En “La Ciudad y los Perros” Mario Vargas Llosa describe la vida de los
muchachos que estudian en la escuela académica de Leoncio Prado. Muchos de
ellos sufrieron socialmente antes de entrar al colegio y esto es exacerbado por
los rangos sociales que predomina la vida en la escuela, empezando con los
privilegios que se les da a los cadetes de cuarto y quinto año y no a los de
segundo y tercero. Llega hasta a un nivel de degradación verbal ya que los
menores son dados el apodo de “perro” por los estudiantes y por los profesores
también. Este tema de un sistema de orden social es muy común en cualquier
ambiente escolar, de trabajo o hasta en casa.

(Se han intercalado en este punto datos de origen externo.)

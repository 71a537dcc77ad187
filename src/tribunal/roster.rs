//! Roster provider
//!
//! Single source of "who counts as a voter". The consensus engine and the
//! tally report both read it fresh on every evaluation; nothing caches it.

use crate::error::AppError;
use crate::identity::Level;
use serde::{Deserialize, Serialize};
use std::collections::BTreeSet;
use std::future::Future;
use std::pin::Pin;
use uuid::Uuid;

/// An eligible voter
#[derive(Debug, Clone, Copy, PartialEq, Eq, Serialize, Deserialize)]
#[serde(rename_all = "camelCase")]
pub struct Voter {
    pub voter_id: Uuid,
    pub level: Level,
}

pub type RosterFuture<'a> = Pin<Box<dyn Future<Output = Result<Vec<Voter>, AppError>> + Send + 'a>>;

pub trait RosterProvider: Send + Sync {
    /// The set of accounts currently eligible to vote
    fn eligible_voters(&self) -> RosterFuture<'_>;
}

/// Voter ids of a roster
pub fn voter_ids(voters: &[Voter]) -> BTreeSet<Uuid> {
    voters.iter().map(|v| v.voter_id).collect()
}

/// Roster whose membership the test drives directly
#[cfg(test)]
#[derive(Default)]
pub struct FixedRoster {
    voters: std::sync::Mutex<Vec<Voter>>,
}

#[cfg(test)]
impl FixedRoster {
    pub fn with(ids: &[Uuid]) -> Self {
        let roster = Self::default();
        for id in ids {
            roster.add(*id);
        }
        roster
    }

    pub fn add(&self, id: Uuid) {
        self.voters.lock().unwrap().push(Voter { voter_id: id, level: Level::MAESTRO });
    }

    pub fn drop_voter(&self, id: Uuid) {
        self.voters.lock().unwrap().retain(|v| v.voter_id != id);
    }
}

#[cfg(test)]
impl RosterProvider for FixedRoster {
    fn eligible_voters(&self) -> RosterFuture<'_> {
        let voters = self.voters.lock().unwrap().clone();
        Box::pin(async move { Ok(voters) })
    }
}
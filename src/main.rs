//! Tribunal API - Content Governance Service
//!
//! Senior members author structured, block-based lessons and submit them
//! for review. A lesson is published only when every eligible reviewer
//! approves it; a single rejection vetoes it.
//!
//! Lifecycle: draft -> pending -> approved | rejected. A pending proposal can
//! be withdrawn back to draft, and a rejected one can seed a revision draft.

mod config;
mod error;
mod identity;
mod members;
mod models;
mod routes;
mod state;
mod tribunal;

use crate::config::Settings;
use crate::routes::create_router;
use crate::state::AppState;
use std::net::SocketAddr;
use std::sync::Arc;
use tokio::net::TcpListener;
use tracing::{error, info};
use tracing_subscriber::{fmt, layer::SubscriberExt, util::SubscriberInitExt, EnvFilter};

#[tokio::main]
async fn main() -> anyhow::Result<()> {
    // Initialize tracing subscriber for structured logging
    init_tracing();

    info!("🚀 Starting Tribunal - Content Governance Service...");

    // Load configuration
    let settings = Settings::load()?;
    info!(
        "📋 Configuration loaded (reviewer level: {}, self-vote: {})",
        settings.tribunal.reviewer_level, settings.tribunal.allow_self_vote
    );

    let state = Arc::new(AppState::new(&settings.tribunal).await?);
    info!(
        "✅ Loaded {} proposals",
        state.proposals.count().await
    );

    // Build the router
    let app = create_router(state, &settings);

    let addr = SocketAddr::from((settings.server.host, settings.server.port));

    info!("🌐 Server listening on http://{}", addr);
    info!("");
    info!("📚 API Endpoints:");
    info!("   ─── Members ───");
    info!("   POST /api/members                    - Register calling identity");
    info!("   GET  /api/members/roster             - Current reviewers");
    info!("");
    info!("   ─── Proposals ───");
    info!("   POST /api/proposals                  - Create draft");
    info!("   GET  /api/proposals                  - List proposals");
    info!("   POST /api/proposals/{{id}}/blocks      - Insert block");
    info!("   POST /api/proposals/{{id}}/submit      - Submit for review");
    info!("   POST /api/proposals/{{id}}/withdraw    - Back to draft");
    info!("   POST /api/proposals/{{id}}/revise      - Revise a rejected proposal");
    info!("");
    info!("   ─── Consensus ───");
    info!("   POST /api/proposals/{{id}}/votes       - Approve or reject");
    info!("   GET  /api/proposals/{{id}}/tally       - Voting progress");
    info!("   GET  /api/audit                      - Lifecycle audit log");
    info!("");

    let listener = TcpListener::bind(addr).await?;
    axum::serve(listener, app)
        .with_graceful_shutdown(shutdown_signal())
        .await?;

    info!("👋 Server shutdown complete");
    Ok(())
}

/// Initialize tracing with structured logging
fn init_tracing() {
    let env_filter = EnvFilter::try_from_default_env()
        .unwrap_or_else(|_| EnvFilter::new("info,tribunal_api=debug,tower_http=debug"));

    tracing_subscriber::registry()
        .with(env_filter)
        .with(
            fmt::layer()
                .with_target(true)
                .with_level(true)
                .with_thread_ids(true)
                .with_file(true)
                .with_line_number(true)
                .compact(),
        )
        .init();
}

/// Wait for Ctrl+C or SIGTERM
async fn shutdown_signal() {
    let ctrl_c = async {
        if let Err(e) = tokio::signal::ctrl_c().await {
            error!("Failed to install Ctrl+C handler: {}", e);
            std::future::pending::<()>().await;
        }
    };

    #[cfg(unix)]
    let terminate = async {
        match tokio::signal::unix::signal(tokio::signal::unix::SignalKind::terminate()) {
            Ok(mut signal) => {
                signal.recv().await;
            }
            Err(e) => {
                error!("Failed to install signal handler: {}", e);
                std::future::pending::<()>().await;
            }
        }
    };

    #[cfg(not(unix))]
    let terminate = std::future::pending::<()>();

    tokio::select! {
        _ = ctrl_c => {
            info!("📴 Received Ctrl+C signal, initiating graceful shutdown...");
        },
        _ = terminate => {
            info!("📴 Received terminate signal, initiating graceful shutdown...");
        },
    }
}
#![allow(dead_code)]

use std::time::Duration;

use zerocast_core::{
    MemoryTransport, Record, RecordData, Server, ServerConfig, ServerListener, TransportLog,
};

pub fn config() -> ServerConfig {
    ServerConfig {
        host_name: Some("zc".into()),
        addresses: vec!["192.168.50.10".parse().unwrap()],
        ..ServerConfig::default()
    }
}

pub fn server(listener: impl ServerListener + 'static) -> (Server, TransportLog) {
    let transport = MemoryTransport::new();
    let log = transport.log();
    let mut server = Server::new(config(), transport, listener).unwrap();
    server.transport_ready().unwrap();
    (server, log)
}

/// Advances the paused clock and runs whatever fell due.
pub async fn advance(server: &mut Server, by: Duration) {
    tokio::time::advance(by).await;
    server.process_timeouts();
}

pub fn srv(name: &str, port: u16, target: &str) -> Record {
    Record::new(
        name,
        120,
        RecordData::Srv {
            priority: 0,
            weight: 0,
            port,
            target: target.into(),
        },
    )
}

pub fn ptr(name: &str, target: &str) -> Record {
    Record::new(name, 4500, RecordData::Ptr(target.into()))
}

Las escuelas están divididas por secciones: primaria y secundaria. Los
estudiantes de secundaria siempre se otorgan a sí mismos un aire de
superioridad simplemente por ser mayores. Los de primario aceptan este hecho,
ya que con el tiempo llegaran a ese puesto de autoridad. Sin embargo, hay
conflictos entre ellos cuando los mayores abusan de su poder y los del año
menor se sienten injustamente relegados a un estatus bajo. Esto es muy similar
a la relación entre los de cuarto y quinto en Leoncio Prado, lo cual es
mayormente visto durante la pelea del cine y el juego de la soga. Cada año debe
demostrar su fuerza para poder ganar una posición de dominancia, o luego sufrir
del abuso verbal, físico o sexual.
En mi escuela se presenta una situación similar pero sin llegar a ese
extremo. En los últimos dos años de bachiller, siempre hay una lucha de poder
entre los del año undécimo y duodécimo. Hay un espacio reservado para los de
duodécimo, singularmente para ellos, con sofás y sillas agradables. No
obstante, cada año los de undécimo que se han encariñado con los del año mayor
exigen estos mismos puestos. Desde mi punto de vista, después de haber esperado
doce años completos (ojo y sin quejas), ver a los de undécimo saltarse este
rito de iniciación es incorrecto. Uno quiere ser buena gente y compartir, pero
llega un momento cuando los de duodécimo tienen que acertarse y volver a cerrar
ese vínculo. Esto no solo ayuda a crear una especie de familia para los de
duodécimo pero es una tradición desde que el espacio tipo lounge fue creado. Es
una falta de paciencia ya que los de undécimo simplemente deben esperarse un
año escolar para poder asumir ese nivel de jerarquía social. Aunque este
conflicto no llega a estallar tal como en la novela, los sentimientos rencorosos
y las etapas de frialdad entre los dos años son claras y universales.
En la novela se ve un extremo de abuso de poder, utilizando la fuerza
bruta. En mi sociedad el tema se presenta de manera más sutil, pero las peleas
(aunque sean verbales) están presentes. Yo pienso que este tema es universal no
solo en nivel académico sino también en los trabajos formales. Cuando uno
quiere una promoción pero no se lo otorgan ya se va creando la mentalidad de
inferior y los sentimientos de envidia y frustración se van incrementando.
El tema de orden social no es algo nuevo, pero tampoco es algo que debe
seguir recurriendo. La subyugación de cualquier otra persona es una acción poco
ética. Tomando en cuenta las manifestaciones extremas de este tema en la historia
humana, es decir la colonización, el genocidio y la esclavitud, debemos
aprender de controlar estos sentimientos de apoderamiento. Uno no se debe
inflar con un ego artificial que en un instante será olvidado bajo la sombra de
un poder más grande y más influyente.